Qatar World Cup: A Lavish Spectacle Built on Immense Suffering

On Sunday, Nov. 20, the World Cup kicked off to great fanfare. The World Cup is undoubtedly the largest sporting event in the world, and this year’s tournament is being held in the nation of Qatar.

Qatar is a small nation located on the northeastern coast of the Arabian Peninsula in the Middle East. It shares its only land border with Saudi Arabia to the south, with the rest of its territory surrounded by the Persian Gulf. It has a population of 2.8 million people, but only about 300,000 people are Qatari citizens, while about 90% of the population is either expatriates or migrant workers, mostly from South Asia and Africa.

Qatar is one of the wealthiest countries in the world per capita (the measure of economic value produced by the country with the respect to the size of the population). This is because the country has immense oil and gas, and is one of the largest exporters of liquefied natural gas (LNG) in the world. In the last decade, the government of Qatar has seen hosting the World Cup as a strategic way to diversify their economy, as well as showcase their country on the world stage to play more of a geopolitical role in the region.

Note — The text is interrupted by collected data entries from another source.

//! Postgres-backed poll repository.

use async_trait::async_trait;
use chrono::{DateTime, Utc};
use sqlx::types::Json;
use sqlx::postgres::{PgArguments, PgPool, PgRow};
use sqlx::Row;
use tempo_id::PollId;

use super::DbError;
use crate::polls::{NewPoll, Poll, PollKind, PollRepository, PollStatus, RepoError};

const POLL_COLUMNS: &str = "poll_id, kind, status, category, question, choices, source_title, \
                            source_signal, synthesized, scheduled_start, scheduled_end, \
                            activated_at, closed_at, archived_at, created_at, updated_at";

struct PollRow(Poll);

type PollQuery<'q> = sqlx::query::QueryAs<'q, sqlx::Postgres, PollRow, PgArguments>;

impl<'r> sqlx::FromRow<'r, PgRow> for PollRow {
    fn from_row(row: &'r PgRow) -> Result<Self, sqlx::Error> {
        let poll_id: String = row.try_get("poll_id")?;
        let kind: String = row.try_get("kind")?;
        let status: String = row.try_get("status")?;
        let Json(choices): Json<Vec<String>> = row.try_get("choices")?;

        Ok(Self(Poll {
            id: poll_id
                .parse::<PollId>()
                .map_err(|e| decode_error("poll_id", e))?,
            kind: kind.parse().map_err(|e: String| decode_error("kind", e))?,
            status: status.parse().map_err(|e: String| decode_error("status", e))?,
            category: row.try_get("category")?,
            question: row.try_get("question")?,
            choices,
            source_title: row.try_get("source_title")?,
            source_signal: row.try_get("source_signal")?,
            synthesized: row.try_get("synthesized")?,
            scheduled_start: row.try_get("scheduled_start")?,
            scheduled_end: row.try_get("scheduled_end")?,
            activated_at: row.try_get("activated_at")?,
            closed_at: row.try_get("closed_at")?,
            archived_at: row.try_get("archived_at")?,
            created_at: row.try_get("created_at")?,
            updated_at: row.try_get("updated_at")?,
        }))
    }
}

fn decode_error(column: &str, e: impl std::fmt::Display) -> sqlx::Error {
    sqlx::Error::ColumnDecode {
        index: column.to_string(),
        source: e.to_string().into(),
    }
}

fn status_texts(statuses: &[PollStatus]) -> Vec<String> {
    statuses.iter().map(|s| s.as_str().to_string()).collect()
}

/// Poll repository over the `polls` table.
#[derive(Clone)]
pub struct PgPollRepository {
    pool: PgPool,
}

impl PgPollRepository {
    pub fn new(pool: PgPool) -> Self {
        Self { pool }
    }

    async fn fetch_many(&self, query: PollQuery<'_>) -> Result<Vec<Poll>, RepoError> {
        let rows = query.fetch_all(&self.pool).await.map_err(DbError::Query)?;
        Ok(rows.into_iter().map(|PollRow(poll)| poll).collect())
    }
}

#[async_trait]
impl PollRepository for PgPollRepository {
    async fn create(&self, poll: NewPoll) -> Result<Poll, RepoError> {
        let kind = poll.kind;
        let start = poll.window.start;
        let poll = poll.into_poll();

        let sql = format!(
            r#"
            INSERT INTO polls (
                poll_id, kind, status, category, question, choices, source_title,
                source_signal, synthesized, scheduled_start, scheduled_end,
                activated_at, created_at, updated_at
            )
            VALUES ($1, $2, $3, $4, $5, $6, $7, $8, $9, $10, $11, $12, $13, $13)
            RETURNING {POLL_COLUMNS}
            "#
        );

        let row = sqlx::query_as::<_, PollRow>(&sql)
            .bind(poll.id.to_string())
            .bind(poll.kind.as_str())
            .bind(poll.status.as_str())
            .bind(&poll.category)
            .bind(&poll.question)
            .bind(Json(&poll.choices))
            .bind(&poll.source_title)
            .bind(&poll.source_signal)
            .bind(poll.synthesized)
            .bind(poll.scheduled_start)
            .bind(poll.scheduled_end)
            .bind(poll.activated_at)
            .bind(poll.created_at)
            .fetch_one(&self.pool)
            .await
            .map_err(DbError::Query);

        match row {
            Ok(PollRow(created)) => Ok(created),
            Err(e) if e.is_unique_violation() => Err(RepoError::DuplicateWindow { kind, start }),
            Err(e) => Err(e.into()),
        }
    }

    async fn update(&self, poll: &Poll) -> Result<Poll, RepoError> {
        let sql = format!(
            r#"
            UPDATE polls
            SET status = $2,
                category = $3,
                question = $4,
                choices = $5,
                source_title = $6,
                source_signal = $7,
                activated_at = $8,
                closed_at = $9,
                archived_at = $10,
                updated_at = now()
            WHERE poll_id = $1 AND status = ANY($11)
            RETURNING {POLL_COLUMNS}
            "#
        );

        let row = sqlx::query_as::<_, PollRow>(&sql)
            .bind(poll.id.to_string())
            .bind(poll.status.as_str())
            .bind(&poll.category)
            .bind(&poll.question)
            .bind(Json(&poll.choices))
            .bind(&poll.source_title)
            .bind(&poll.source_signal)
            .bind(poll.activated_at)
            .bind(poll.closed_at)
            .bind(poll.archived_at)
            .bind(status_texts(&poll.status.predecessors()))
            .fetch_optional(&self.pool)
            .await
            .map_err(DbError::Query)?;

        if let Some(PollRow(updated)) = row {
            return Ok(updated);
        }

        // Either missing or the guard refused a backward move.
        let current = self.get(poll.id).await?;
        Err(RepoError::InvalidTransition {
            id: poll.id,
            from: current.status,
            to: poll.status,
        })
    }

    async fn get(&self, id: PollId) -> Result<Poll, RepoError> {
        let row = sqlx::query_as::<_, PollRow>(&format!(
            "SELECT {POLL_COLUMNS} FROM polls WHERE poll_id = $1"
        ))
        .bind(id.to_string())
        .fetch_optional(&self.pool)
        .await
        .map_err(DbError::Query)?;

        row.map(|PollRow(poll)| poll).ok_or(RepoError::NotFound(id))
    }

    async fn find_by_window(
        &self,
        kind: PollKind,
        start: DateTime<Utc>,
    ) -> Result<Option<Poll>, RepoError> {
        let row = sqlx::query_as::<_, PollRow>(&format!(
            "SELECT {POLL_COLUMNS} FROM polls WHERE kind = $1 AND scheduled_start = $2"
        ))
        .bind(kind.as_str())
        .bind(start)
        .fetch_optional(&self.pool)
        .await
        .map_err(DbError::Query)?;

        Ok(row.map(|PollRow(poll)| poll))
    }

    async fn get_units_created_since(
        &self,
        since: DateTime<Utc>,
        kind: Option<PollKind>,
    ) -> Result<Vec<Poll>, RepoError> {
        let sql = format!(
            r#"
            SELECT {POLL_COLUMNS} FROM polls
            WHERE created_at >= $1 AND ($2::TEXT IS NULL OR kind = $2)
            ORDER BY created_at DESC
            "#
        );
        self.fetch_many(
            sqlx::query_as::<_, PollRow>(&sql)
                .bind(since)
                .bind(kind.map(|k| k.as_str())),
        )
        .await
    }

    async fn close_expired(&self, now: DateTime<Utc>) -> Result<u64, RepoError> {
        let done = sqlx::query(
            r#"
            UPDATE polls
            SET status = 'closed', closed_at = $1, updated_at = $1
            WHERE status IN ('scheduled', 'active') AND scheduled_end <= $1
            "#,
        )
        .bind(now)
        .execute(&self.pool)
        .await
        .map_err(DbError::Query)?;
        Ok(done.rows_affected())
    }

    async fn activate_due(&self, now: DateTime<Utc>) -> Result<u64, RepoError> {
        let done = sqlx::query(
            r#"
            UPDATE polls
            SET status = 'active', activated_at = $1, updated_at = $1
            WHERE status = 'scheduled' AND scheduled_start <= $1 AND scheduled_end > $1
            "#,
        )
        .bind(now)
        .execute(&self.pool)
        .await
        .map_err(DbError::Query)?;
        Ok(done.rows_affected())
    }

    async fn activated_since(&self, since: DateTime<Utc>) -> Result<Vec<Poll>, RepoError> {
        let sql = format!(
            "SELECT {POLL_COLUMNS} FROM polls WHERE activated_at >= $1 ORDER BY scheduled_start"
        );
        self.fetch_many(sqlx::query_as::<_, PollRow>(&sql).bind(since))
            .await
    }

    async fn count_upcoming(&self, now: DateTime<Utc>) -> Result<u64, RepoError> {
        let count: i64 = sqlx::query_scalar(
            "SELECT COUNT(*) FROM polls WHERE status = 'scheduled' AND scheduled_start > $1",
        )
        .bind(now)
        .fetch_one(&self.pool)
        .await
        .map_err(DbError::Query)?;
        Ok(u64::try_from(count).unwrap_or(0))
    }

    async fn list_by_status(&self, status: PollStatus) -> Result<Vec<Poll>, RepoError> {
        let sql = format!(
            "SELECT {POLL_COLUMNS} FROM polls WHERE status = $1 ORDER BY scheduled_start, kind"
        );
        self.fetch_many(sqlx::query_as::<_, PollRow>(&sql).bind(status.as_str()))
            .await
    }

    async fn archive_closed_before(
        &self,
        cutoff: DateTime<Utc>,
        now: DateTime<Utc>,
    ) -> Result<u64, RepoError> {
        let done = sqlx::query(
            r#"
            UPDATE polls
            SET status = 'archived', archived_at = $2, updated_at = $2
            WHERE status = 'closed' AND scheduled_end < $1
            "#,
        )
        .bind(cutoff)
        .bind(now)
        .execute(&self.pool)
        .await
        .map_err(DbError::Query)?;
        Ok(done.rows_affected())
    }
}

The process of awarding Qatar the right to host the World Cup began under dubious circumstances in 2010. Despite having almost no soccer infrastructure in the country to host the tournament, Qatar was awarded the right to host the tournament over established countries such as the United States, Japan, and Australia. Later investigations found evidence that Qatari officials offered to bribe FIFA officials to award Qatar the bid for the tournament.

After being awarded the bid, the Qatari state has spend an estimated $200 billion dollars to host the World Cup, building a range of new stadiums and hotels worth billions of dollars, along with a new metro system.

To build this infrastructure, Qatar relied on a workforce of heavily exploited migrants working in conditions that could be likened to modern-day slavery. An estimated 6,500 migrant workers died in Qatar during the process of building World Cup infrastructure. Many died as a result of health complications due to heat exhaustion, after being forced to work long hours in extreme heat, when average summer temperatures regularly exceed 100 F.

Many of these workers were recruited from poor countries such as Bangladesh, India, or Nepal to build the infrastructure. Upon arriving in Qatar, reports have shown that the government would confiscate the passports of foreign workers, and not allow them to leave the country if they wanted to escape the brutal conditions.

In addition to the extreme exploitation of migrant workers upon which this World Cup rests, hosting the World Cup has shined a light on Qatar’s reactionary social customs. Qatar is ruled by an extremely conservative regime which imposes strict Islamic social customs on the population. Women suffer extreme discrimination under “male guardianship” laws, which means women must gain permission from either their father, brother, grandfather or husband to exercise basic rights — including marrying, studying abroad, working certain jobs, and receiving various forms of reproductive healthcare. Having sex outside of marriage is punishable by a prison sentence of up to seven years, and beatings with a whip or a stick. And homosexuality is illegal in Qatar and punishable by up to three years in prison. And LGBTQ+ people are repeatedly targeted by Qatari security forces, and suffer frequent arrest and beatings.

While the World Cup is an incredible event that brings together humanity in a unique way, it is clear this tournament — like many large sporting events under capitalism — is a lavish spectacle built on the backs of the most exploited people on Earth.